**TASK DIRECTIONS**
Each record is to be printed again precisely as it reads.

==============================

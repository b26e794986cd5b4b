//! A [`KeyValueStore`] backed by files on disk.

use crate::{KeyValueStore, StorageError};
use parking_lot::Mutex;
use std::{
    collections::HashMap,
    fs,
    io::{self, Write},
    path::{Path, PathBuf},
    sync::Arc,
};
use tempfile::NamedTempFile;

/// The directory name used under the platform cache directory.
const DEFAULT_DIR_NAME: &str = "bridge-rpc";

lazy_static::lazy_static! {
    /// Per-file locks shared by every [`FileStore`] in the process.
    static ref FILE_LOCKS: Mutex<HashMap<PathBuf, Arc<Mutex<()>>>> = Mutex::default();
}

/// Returns the lock guarding writes to `path`.
fn file_lock(path: &Path) -> Arc<Mutex<()>> {
    FILE_LOCKS.lock().entry(path.to_path_buf()).or_default().clone()
}

/// A [`KeyValueStore`] storing each key as a file inside a directory.
///
/// Writes go to a temporary file in the same directory which is then renamed over the
/// target, so readers never observe a partially written value. Writes to the same file are
/// serialized across all [`FileStore`]s of the process; other processes are not
/// coordinated with.
#[derive(Debug, Clone)]
pub struct FileStore {
    dir: PathBuf,
}

impl FileStore {
    /// Creates a [`FileStore`] rooted at `dir`. The directory is created on first write.
    pub fn new(dir: impl Into<PathBuf>) -> Self {
        Self { dir: dir.into() }
    }

    /// Returns a [`FileStore`] rooted at the platform cache directory, e.g.
    /// `~/.cache/bridge-rpc` on Linux.
    ///
    /// Returns `None` if the platform has no cache directory.
    pub fn default_location() -> Option<Self> {
        dirs::cache_dir().map(|dir| Self::new(dir.join(DEFAULT_DIR_NAME)))
    }

    /// Returns the root directory of the store.
    pub fn dir(&self) -> &Path {
        &self.dir
    }

    /// Returns the path of the file holding `key`.
    ///
    /// Characters outside `[A-Za-z0-9._-]` are replaced so that namespaced keys such as
    /// `bridge-rpc:tx-receipts-cache` map to portable file names.
    pub fn path_for(&self, key: &str) -> PathBuf {
        let name: String = key
            .chars()
            .map(|c| {
                if c.is_ascii_alphanumeric() || matches!(c, '.' | '-' | '_') { c } else { '_' }
            })
            .collect();
        self.dir.join(format!("{name}.json"))
    }

    fn read(path: &Path) -> Result<Option<String>, StorageError> {
        match fs::read_to_string(path) {
            Ok(contents) => Ok(Some(contents)),
            Err(err) if err.kind() == io::ErrorKind::NotFound => Ok(None),
            Err(err) => Err(err.into()),
        }
    }

    fn write(&self, path: &Path, value: &str) -> Result<(), StorageError> {
        fs::create_dir_all(&self.dir)?;
        let mut file = NamedTempFile::new_in(&self.dir)?;
        file.write_all(value.as_bytes())?;
        file.as_file().sync_all()?;
        file.persist(path)?;
        Ok(())
    }
}

impl KeyValueStore for FileStore {
    fn get_item(&self, key: &str) -> Result<Option<String>, StorageError> {
        Self::read(&self.path_for(key))
    }

    fn set_item(&self, key: &str, value: &str) -> Result<(), StorageError> {
        let path = self.path_for(key);
        let lock = file_lock(&path);
        let _guard = lock.lock();
        self.write(&path, value)
    }

    fn remove_item(&self, key: &str) -> Result<(), StorageError> {
        let path = self.path_for(key);
        let lock = file_lock(&path);
        let _guard = lock.lock();
        match fs::remove_file(&path) {
            Ok(()) => Ok(()),
            Err(err) if err.kind() == io::ErrorKind::NotFound => Ok(()),
            Err(err) => Err(err.into()),
        }
    }

    fn update(
        &self,
        key: &str,
        f: &mut dyn FnMut(Option<String>) -> Option<String>,
    ) -> Result<(), StorageError> {
        let path = self.path_for(key);
        let lock = file_lock(&path);
        let _guard = lock.lock();
        if let Some(value) = f(Self::read(&path)?) {
            self.write(&path, &value)?;
        }
        Ok(())
    }
}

==============================

**OUTPUT OF THE EXERCISE**
repository b26e794986cd5b4b
//! A [`KeyValueStore`] backed by files on disk.

use crate::{KeyValueStore, StorageError};
use parking_lot::Mutex;
use std::{
    collections::HashMap,
    fs,
    io::{self, Write},
    path::{Path, PathBuf},
    sync::Arc,
};
use tempfile::NamedTempFile;

/// The directory name used under the platform cache directory.
const DEFAULT_DIR_NAME: &str = "bridge-rpc";

lazy_static::lazy_static! {
    /// Per-file locks shared by every [`FileStore`] in the process.
    static ref FILE_LOCKS: Mutex<HashMap<PathBuf, Arc<Mutex<()>>>> = Mutex::default();
}

/// Returns the lock guarding writes to `path`.
fn file_lock(path: &Path) -> Arc<Mutex<()>> {
    FILE_LOCKS.lock().entry(path.to_path_buf()).or_default().clone()
}

/// A [`KeyValueStore`] storing each key as a file inside a directory.
///
/// Writes go to a temporary file in the same directory which is then renamed over the
/// target, so readers never observe a partially written value. Writes to the same file are
/// serialized across all [`FileStore`]s of the process; other processes are not
/// coordinated with.
#[derive(Debug, Clone)]
pub struct FileStore {
    dir: PathBuf,
}

impl FileStore {
    /// Creates a [`FileStore`] rooted at `dir`. The directory is created on first write.
    pub fn new(dir: impl Into<PathBuf>) -> Self {
        Self { dir: dir.into() }
    }

    /// Returns a [`FileStore`] rooted at the platform cache directory, e.g.
    /// `~/.cache/bridge-rpc` on Linux.
    ///
    /// Returns `None` if the platform has no cache directory.
    pub fn default_location() -> Option<Self> {
        dirs::cache_dir().map(|dir| Self::new(dir.join(DEFAULT_DIR_NAME)))
    }

    /// Returns the root directory of the store.
    pub fn dir(&self) -> &Path {
        &self.dir
    }

    /// Returns the path of the file holding `key`.
    ///
    /// Characters outside `[A-Za-z0-9._-]` are replaced so that namespaced keys such as
    /// `bridge-rpc:tx-receipts-cache` map to portable file names.
    pub fn path_for(&self, key: &str) -> PathBuf {
        let name: String = key
            .chars()
            .map(|c| {
                if c.is_ascii_alphanumeric() || matches!(c, '.' | '-' | '_') { c } else { '_' }
            })
            .collect();
        self.dir.join(format!("{name}.json"))
    }

    fn read(path: &Path) -> Result<Option<String>, StorageError> {
        match fs::read_to_string(path) {
            Ok(contents) => Ok(Some(contents)),
            Err(err) if err.kind() == io::ErrorKind::NotFound => Ok(None),
            Err(err) => Err(err.into()),
        }
    }

    fn write(&self, path: &Path, value: &str) -> Result<(), StorageError> {
        fs::create_dir_all(&self.dir)?;
        let mut file = NamedTempFile::new_in(&self.dir)?;
        file.write_all(value.as_bytes())?;
        file.as_file().sync_all()?;
        file.persist(path)?;
        Ok(())
    }
}

impl KeyValueStore for FileStore {
    fn get_item(&self, key: &str) -> Result<Option<String>, StorageError> {
        Self::read(&self.path_for(key))
    }

    fn set_item(&self, key: &str, value: &str) -> Result<(), StorageError> {
        let path = self.path_for(key);
        let lock = file_lock(&path);
        let _guard = lock.lock();
        self.write(&path, value)
    }

    fn remove_item(&self, key: &str) -> Result<(), StorageError> {
        let path = self.path_for(key);
        let lock = file_lock(&path);
        let _guard = lock.lock();
        match fs::remove_file(&path) {
            Ok(()) => Ok(()),
            Err(err) if err.kind() == io::ErrorKind::NotFound => Ok(()),
            Err(err) => Err(err.into()),
        }
    }

    fn update(
        &self,
        key: &str,
        f: &mut dyn FnMut(Option<String>) -> Option<String>,
    ) -> Result<(), StorageError> {
        let path = self.path_for(key);
        let lock = file_lock(&path);
        let _guard = lock.lock();
        if let Some(value) = f(Self::read(&path)?) {
            self.write(&path, &value)?;
        }
        Ok(())
    }
}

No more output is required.